The Belvedere Motel on Austin Highway

Belvedere Motel.jpgIn 1957 my Dad was transferred to Randolph AFB from Scott AFB in Illinois. When we arrived in San Antonio, Wherry Housing was unavailable–in other words, no ‘Quarters’ were ready so we stayed at the Belvedere Motel on the Austin Highway. That was 53 years ago. I was 11 years-old and I guess needy and perceived, in my limited way, that I was pitifully stunted emotionally because we had to move once again and although I had prayed hard for a baby sister, instead I got a baby brother. Pretty darned disappointing for about 40 years…but I like/love him a lot now. OK, back to the story. It was very hot and Mom and Dad encouraged swimming most of the day…this had to have something to do with having an 11 year-old and a 6 month old in a cramped motel room. So I hung out at the pool all day. I am pretty sure I was supervised, but then in those days children weren’t stolen or if they were I wasn’t in harm’s way.
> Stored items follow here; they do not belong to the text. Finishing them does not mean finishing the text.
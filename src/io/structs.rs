use serde::{Deserialize, Serialize};

use crate::errors::AreaError;
use crate::figure::{Figure, Point};
use crate::prover::Theorem;
use crate::statement::Statement;

/// A theorem as it is stored on disk: points by label, ratios and
/// expressions in their s-expression form.
#[derive(Serialize, Deserialize, Debug, Clone, PartialEq, Eq)]
pub struct TheoremSpec {
    pub name: String,
    /// Construction steps in order
    pub steps: Vec<StepSpec>,
    pub statement: StatementSpec,
}

#[derive(Serialize, Deserialize, Debug, Clone, PartialEq, Eq)]
#[serde(tag = "kind", rename_all = "snake_case")]
pub enum StepSpec {
    Free {
        label: String,
    },
    Intersection {
        label: String,
        u: String,
        v: String,
        p: String,
        q: String,
    },
    Foot {
        label: String,
        p: String,
        u: String,
        v: String,
    },
    #[serde(rename = "pratio")]
    PRatio {
        label: String,
        w: String,
        u: String,
        v: String,
        r: String,
    },
    #[serde(rename = "tratio")]
    TRatio {
        label: String,
        u: String,
        v: String,
        r: String,
    },
    Midpoint {
        label: String,
        a: String,
        b: String,
    },
}

#[derive(Serialize, Deserialize, Debug, Clone, PartialEq, Eq)]
#[serde(tag = "kind", rename_all = "snake_case")]
pub enum StatementSpec {
    Collinear { points: [String; 3] },
    Parallel { points: [String; 4] },
    Perpendicular { points: [String; 4] },
    EqualLength { points: [String; 4] },
    Equal { lhs: String, rhs: String },
}

impl StepSpec {
    /// Add the step to `figure`.
    ///
    /// # Errors
    /// Unknown or duplicate labels and unparsable ratios.
    pub fn apply(&self, figure: &mut Figure) -> Result<Point, AreaError> {
        match self {
            StepSpec::Free { label } => figure.free(label),
            StepSpec::Intersection { label, u, v, p, q } => {
                let (u, v) = (figure.point(u)?, figure.point(v)?);
                let (p, q) = (figure.point(p)?, figure.point(q)?);
                figure.intersection(label, &u, &v, &p, &q)
            }
            StepSpec::Foot { label, p, u, v } => {
                let (p, u, v) = (figure.point(p)?, figure.point(u)?, figure.point(v)?);
                figure.foot(label, &p, &u, &v)
            }
            StepSpec::PRatio { label, w, u, v, r } => {
                let (w, u, v) = (figure.point(w)?, figure.point(u)?, figure.point(v)?);
                let r = figure.parse_expression(r)?;
                figure.pratio(label, &w, &u, &v, r)
            }
            StepSpec::TRatio { label, u, v, r } => {
                let (u, v) = (figure.point(u)?, figure.point(v)?);
                let r = figure.parse_expression(r)?;
                figure.tratio(label, &u, &v, r)
            }
            StepSpec::Midpoint { label, a, b } => {
                let (a, b) = (figure.point(a)?, figure.point(b)?);
                figure.midpoint(label, &a, &b)
            }
        }
    }
}

impl StatementSpec {
    /// Resolve the labels against `figure`.
    ///
    /// # Errors
    /// Unknown labels and unparsable expressions.
    pub fn resolve(&self, figure: &Figure) -> Result<Statement, AreaError> {
        let get = |l: &String| figure.point(l);
        Ok(match self {
            StatementSpec::Collinear { points: [a, b, c] } => {
                Statement::Collinear(get(a)?, get(b)?, get(c)?)
            }
            StatementSpec::Parallel { points: [a, b, c, d] } => {
                Statement::Parallel(get(a)?, get(b)?, get(c)?, get(d)?)
            }
            StatementSpec::Perpendicular { points: [a, b, c, d] } => {
                Statement::Perpendicular(get(a)?, get(b)?, get(c)?, get(d)?)
            }
            StatementSpec::EqualLength { points: [a, b, c, d] } => {
                Statement::EqualLength(get(a)?, get(b)?, get(c)?, get(d)?)
            }
            StatementSpec::Equal { lhs, rhs } => {
                Statement::Equal(figure.parse_expression(lhs)?, figure.parse_expression(rhs)?)
            }
        })
    }
}

impl TheoremSpec {
    /// Build the figure step by step and resolve the statement in it.
    ///
    /// # Errors
    /// See [`StepSpec::apply`] and [`StatementSpec::resolve`].
    pub fn to_theorem(&self) -> Result<Theorem, AreaError> {
        let mut figure = Figure::new();
        for step in &self.steps {
            step.apply(&mut figure)?;
        }
        let statement = self.statement.resolve(&figure)?;
        Ok(Theorem::new(self.name.clone(), figure, statement))
    }
}

#[cfg(test)]
mod tests {
    use super::*;
    use crate::expr::ParseError;

    const MIDPOINTS: &str = r#"{
        "name": "midline",
        "steps": [
            {"kind": "free", "label": "A"},
            {"kind": "free", "label": "B"},
            {"kind": "free", "label": "C"},
            {"kind": "midpoint", "label": "M", "a": "A", "b": "B"},
            {"kind": "pratio", "label": "N", "w": "A", "u": "A", "v": "C", "r": "(/ 1 2)"}
        ],
        "statement": {"kind": "parallel", "points": ["M", "N", "B", "C"]}
    }"#;

    #[test]
    fn theorem_from_json() {
        let spec: TheoremSpec = serde_json::from_str(MIDPOINTS).unwrap();
        assert_eq!(spec.steps.len(), 5);
        let theorem = spec.to_theorem().unwrap();
        assert_eq!(theorem.name(), "midline");
        assert_eq!(theorem.figure().len(), 5);
        assert_eq!(theorem.statement().to_string(), "(parallel M N B C)");
    }

    #[test]
    fn equal_statement() {
        let json = r#"{
            "name": "half",
            "steps": [
                {"kind": "free", "label": "A"},
                {"kind": "free", "label": "B"},
                {"kind": "midpoint", "label": "M", "a": "A", "b": "B"}
            ],
            "statement": {"kind": "equal", "lhs": "(R A M A B)", "rhs": "(/ 1 2)"}
        }"#;
        let spec: TheoremSpec = serde_json::from_str(json).unwrap();
        let theorem = spec.to_theorem().unwrap();
        assert!(matches!(theorem.statement(), Statement::Equal(_, _)));
    }

    #[test]
    fn unknown_label() {
        let spec = TheoremSpec {
            name: "broken".to_owned(),
            steps: vec![
                StepSpec::Free {
                    label: "A".to_owned(),
                },
                StepSpec::Midpoint {
                    label: "M".to_owned(),
                    a: "A".to_owned(),
                    b: "Z".to_owned(),
                },
            ],
            statement: StatementSpec::Collinear {
                points: ["A".to_owned(), "M".to_owned(), "M".to_owned()],
            },
        };
        assert!(matches!(spec.to_theorem(), Err(AreaError::UnknownPoint(l)) if l == "Z"));

        let spec = TheoremSpec {
            steps: vec![StepSpec::Free {
                label: "A".to_owned(),
            }],
            statement: StatementSpec::Equal {
                lhs: "(S A A Q)".to_owned(),
                rhs: "0".to_owned(),
            },
            ..spec
        };
        assert!(matches!(
            spec.to_theorem(),
            Err(AreaError::Parse(ParseError::Label(l))) if l == "Q"
        ));
    }
}
use crate::errors::AreaError;
use crate::expr::Expression;
use crate::figure::{Construction, Point};
use crate::oracle::DecisionOracle;

use super::{int, p3, s3, s4, Eliminator, LemmaGroup};

impl<O> Eliminator<'_, O>
where
    O: DecisionOracle + ?Sized,
{
    /// `P_ABC` with `y` among `a, b, c`.
    pub(super) fn eliminate_pythagoras(
        &mut self,
        a: &Point,
        b: &Point,
        c: &Point,
        y: &Point,
    ) -> Result<Expression, AreaError> {
        if b == y {
            if a == y || c == y {
                return Ok(Expression::zero());
            }
            return self.eliminate_middle(a, c, y);
        }
        if a == y && c == y {
            // P_YBY = P_BYB
            return self.eliminate_middle(b, b, y);
        }
        // P_YBC = P_CBY
        let (a, b) = if c == y { (a, b) } else { (c, b) };
        self.linear(
            LemmaGroup::LinearPythagoras,
            y,
            |x| p3(a, b, x),
            // P_ABY = P_ABP - 4 r S_PAQB
            |p, q, r| {
                Expression::difference(
                    p3(a, b, p),
                    Expression::product(
                        Expression::product(int(4), r.clone()),
                        s4(p, a, q, b),
                    ),
                )
            },
        )
    }

    /// `P_AYB`, quadratic in `y`.
    fn eliminate_middle(
        &mut self,
        a: &Point,
        b: &Point,
        y: &Point,
    ) -> Result<Expression, AreaError> {
        self.record(LemmaGroup::MiddlePythagoras, y)?;
        let result = match y.construction() {
            Construction::Free => {
                return Err(AreaError::MalformedExpression(format!(
                    "no lemma for the free point {y}"
                )))
            }
            Construction::Intersection { u, v, p, q } => {
                let (s_upq, s_vpq) = (s3(u, p, q), s3(v, p, q));
                let den = s4(u, p, v, q);
                let linear = self.divide(
                    Expression::difference(
                        Expression::product(s_upq.clone(), p3(a, v, b)),
                        Expression::product(s_vpq.clone(), p3(a, u, b)),
                    ),
                    den.clone(),
                );
                let quadratic = Expression::fraction(
                    Expression::product(Expression::product(s_upq, s_vpq), p3(u, v, u)),
                    Expression::product(den.clone(), den),
                );
                Expression::sum(linear, quadratic)
            }
            Construction::Foot { p, u, v } => {
                let (p_puv, p_pvu) = (p3(p, u, v), p3(p, v, u));
                let den = p3(u, v, u);
                let linear = self.divide(
                    Expression::sum(
                        Expression::product(p_puv.clone(), p3(a, v, b)),
                        Expression::product(p_pvu.clone(), p3(a, u, b)),
                    ),
                    den.clone(),
                );
                let quadratic = Expression::fraction(Expression::product(p_puv, p_pvu), den);
                Expression::difference(linear, quadratic)
            }
            // P_AWB + r (P_AVB - P_AUB + 2 P_WUV) - r (1 - r) P_UVU
            Construction::PRatio { w, u, v, r } => {
                let inner = Expression::sum(
                    Expression::difference(p3(a, v, b), p3(a, u, b)),
                    Expression::product(int(2), p3(w, u, v)),
                );
                let correction = Expression::product(
                    Expression::product(r.clone(), Expression::difference(int(1), r.clone())),
                    p3(u, v, u),
                );
                Expression::difference(
                    Expression::sum(p3(a, w, b), Expression::product(r.clone(), inner)),
                    correction,
                )
            }
            // P_APB + r^2 P_PQP - 4 r (S_APQ + S_BPQ)
            Construction::TRatio { u: p, v: q, r } => {
                let square = Expression::product(
                    Expression::product(r.clone(), r.clone()),
                    p3(p, q, p),
                );
                let cross = Expression::product(
                    Expression::product(int(4), r.clone()),
                    Expression::sum(s3(a, p, q), s3(b, p, q)),
                );
                Expression::difference(Expression::sum(p3(a, p, b), square), cross)
            }
        };
        Ok(result)
    }
}

#[cfg(test)]
mod tests {
    use crate::eliminate::{ConstructionKind, Eliminator, Lemma, LemmaGroup};
    use crate::errors::AreaError;
    use crate::expr::Expression;
    use crate::figure::Figure;
    use crate::oracle::Decision;
    use crate::statement::Statement;

    fn never(_: &Statement) -> Result<Decision, AreaError> {
        Ok(Decision::Unknown)
    }

    #[test]
    fn foot_of_degenerate_line() {
        let mut figure = Figure::new();
        let p = figure.free("P").unwrap();
        let u = figure.free("U").unwrap();
        let f = figure.foot("F", &p, &u, &u).unwrap();
        let mut oracle = never;
        let mut eliminator = Eliminator::new(&mut oracle);
        let e = Expression::pythagoras(f.clone(), u.clone(), p.clone());
        let err = eliminator.eliminate(&e, &f).unwrap_err();
        assert!(matches!(err, AreaError::DivisionByZero(_)), "{err}");
    }

    #[test]
    fn position_dispatch() {
        let mut figure = Figure::new();
        let a = figure.free("A").unwrap();
        let b = figure.free("B").unwrap();
        let c = figure.free("C").unwrap();
        let m = figure.midpoint("M", &a, &b).unwrap();
        let mut oracle = never;
        let mut eliminator = Eliminator::new(&mut oracle);

        let linear = Lemma::new(LemmaGroup::LinearPythagoras, ConstructionKind::PRatio);
        let middle = Lemma::new(LemmaGroup::MiddlePythagoras, ConstructionKind::PRatio);

        eliminator
            .eliminate(&Expression::pythagoras(m.clone(), a.clone(), c.clone()), &m)
            .unwrap();
        assert_eq!(eliminator.usage().count(linear), 1);

        eliminator
            .eliminate(&Expression::pythagoras(a.clone(), m.clone(), c.clone()), &m)
            .unwrap();
        assert_eq!(eliminator.usage().count(middle), 1);

        eliminator
            .eliminate(&Expression::pythagoras(m.clone(), c.clone(), m.clone()), &m)
            .unwrap();
        assert_eq!(eliminator.usage().count(middle), 2);

        let zero = eliminator
            .eliminate(&Expression::pythagoras(m.clone(), m.clone(), c), &m)
            .unwrap();
        assert!(zero.is_zero());
    }
}
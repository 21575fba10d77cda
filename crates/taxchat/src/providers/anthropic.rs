use anyhow::{anyhow, Result};
use async_trait::async_trait;
use futures::stream::StreamExt;
use reqwest::Client;
use serde_json::{json, Value};

use super::base::{Provider, TextStream};
use super::configs::AnthropicProviderConfig;
use super::utils::{check_status, messages_to_anthropic_spec, sse_data, streaming_client};
use crate::models::message::Message;

pub const ANTHROPIC_VERSION: &str = "2023-06-01";

pub struct AnthropicProvider {
    client: Client,
    config: AnthropicProviderConfig,
}

/// What a single streamed event means for the text we hand back
#[derive(Debug, PartialEq)]
enum StreamEvent {
    Text(String),
    Skip,
    Stop,
}

impl AnthropicProvider {
    pub fn new(config: AnthropicProviderConfig) -> Result<Self> {
        let client = streaming_client()?;

        Ok(Self { client, config })
    }

    fn build_payload(&self, system: &str, messages: &[Message]) -> Result<Value> {
        let mut payload = json!({
            "model": self.config.model,
            "messages": messages_to_anthropic_spec(messages)?,
            "max_tokens": self.config.max_tokens.unwrap_or(4096),
            "stream": true
        });

        if let Some(object) = payload.as_object_mut() {
            if !system.is_empty() {
                object.insert("system".to_string(), json!(system));
            }
            if let Some(temp) = self.config.temperature {
                object.insert("temperature".to_string(), json!(temp));
            }
        }

        Ok(payload)
    }

    fn parse_event(data: &str) -> Result<StreamEvent> {
        let event: Value = serde_json::from_str(data)?;
        match event["type"].as_str() {
            Some("content_block_delta") => {
                match event["delta"]["text"].as_str() {
                    Some(text) if event["delta"]["type"] == "text_delta" => {
                        Ok(StreamEvent::Text(text.to_string()))
                    }
                    _ => Ok(StreamEvent::Skip),
                }
            }
            Some("message_stop") => Ok(StreamEvent::Stop),
            Some("error") => Err(anyhow!("Anthropic API error: {}", event["error"])),
            _ => Ok(StreamEvent::Skip),
        }
    }
}

#[async_trait]
impl Provider for AnthropicProvider {
    fn model(&self) -> &str {
        &self.config.model
    }

    async fn stream(&self, system: &str, messages: &[Message]) -> Result<TextStream> {
        let payload = self.build_payload(system, messages)?;
        let url = format!("{}/v1/messages", self.config.host.trim_end_matches('/'));

        let response = self
            .client
            .post(&url)
            .header("x-api-key", &self.config.api_key)
            .header("anthropic-version", ANTHROPIC_VERSION)
            .json(&payload)
            .send()
            .await?;
        let response = check_status(response).await?;

        let mut events = sse_data(response);
        Ok(Box::pin(async_stream::try_stream! {
            while let Some(data) = events.next().await {
                match Self::parse_event(&data?)? {
                    StreamEvent::Text(text) => {
                        if !text.is_empty() {
                            yield text;
                        }
                    }
                    StreamEvent::Skip => continue,
                    StreamEvent::Stop => break,
                }
            }
        }))
    }
}
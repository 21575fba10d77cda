use anyhow::Result;
use clap::Parser;
use std::sync::Arc;
use taxchat::client::HttpTransport;
use taxchat::session::ChatSession;

mod chat;
mod inputs;
mod prompt;

use chat::Chat;
use prompt::cliclack::{CliclackNotifier, CliclackPrompt};

#[derive(Parser)]
#[command(author, version, about, long_about = None)]
struct Cli {
    /// Base URL of the taxchatd server
    #[arg(short, long, default_value = "http://127.0.0.1:3000")]
    server: String,

    /// Send a single message, print the reply and exit
    #[arg(short, long)]
    message: Option<String>,
}

#[tokio::main]
async fn main() -> Result<()> {
    tracing_subscriber::fmt()
        .with_writer(std::io::stderr)
        .with_max_level(tracing::Level::WARN)
        .init();

    let cli = Cli::parse();

    let transport = HttpTransport::new(cli.server)?;
    tracing::info!("chatting with {}", transport.endpoint());
    let session = ChatSession::new(Arc::new(transport), Arc::new(CliclackNotifier));
    let mut chat = Chat::new(session, Box::new(CliclackPrompt::new()));

    match cli.message {
        Some(message) => chat.headless_start(message).await,
        None => chat.start().await,
    }
}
For hours I swam in the pool just underneath the verrrrrrrrrry beautiful neon sign…a woman diving into the pool…she wore a one piece bathing suit and a bathing cap. I have searched the internet for hours to find this postcard of the motel and of the neon sign. It was so glamourous and grabbed my 11 year-old’s attention from the get go. This was a fiiiiiiine place. Probably the genesis of my love for hotels. Should have been a hooker, I guess! I digress again. So for hours and hours I was in that pool, swimming most of the time under water since I never could swim on top. There was a pretty youngish woman who was also there most of the time–younger than Mom anyway. She was verrrrrrrrrry glamourous too, just like the Belvedere Motel. I think she wore earrings with her once piece and red lipstick. I hung out with that nice woman every day for two weeks. I am not so sure she loved it as much as I, but maybe she really wanted a good tan. I am pretty sure I tried hard to make sure she liked me by being clever…whatever that could look like….silly probably. But here is the punch line: When housing was available, after about 2 weeks and it was time to go, I went to the pool to tell her I was leaving…so sure she would miss me. Anyway, so as I tried to say goodbye, I was reduced to sobbing. OMG. This event opitomized my need to belong and my propensity for dramatics. I am sure she was stunned.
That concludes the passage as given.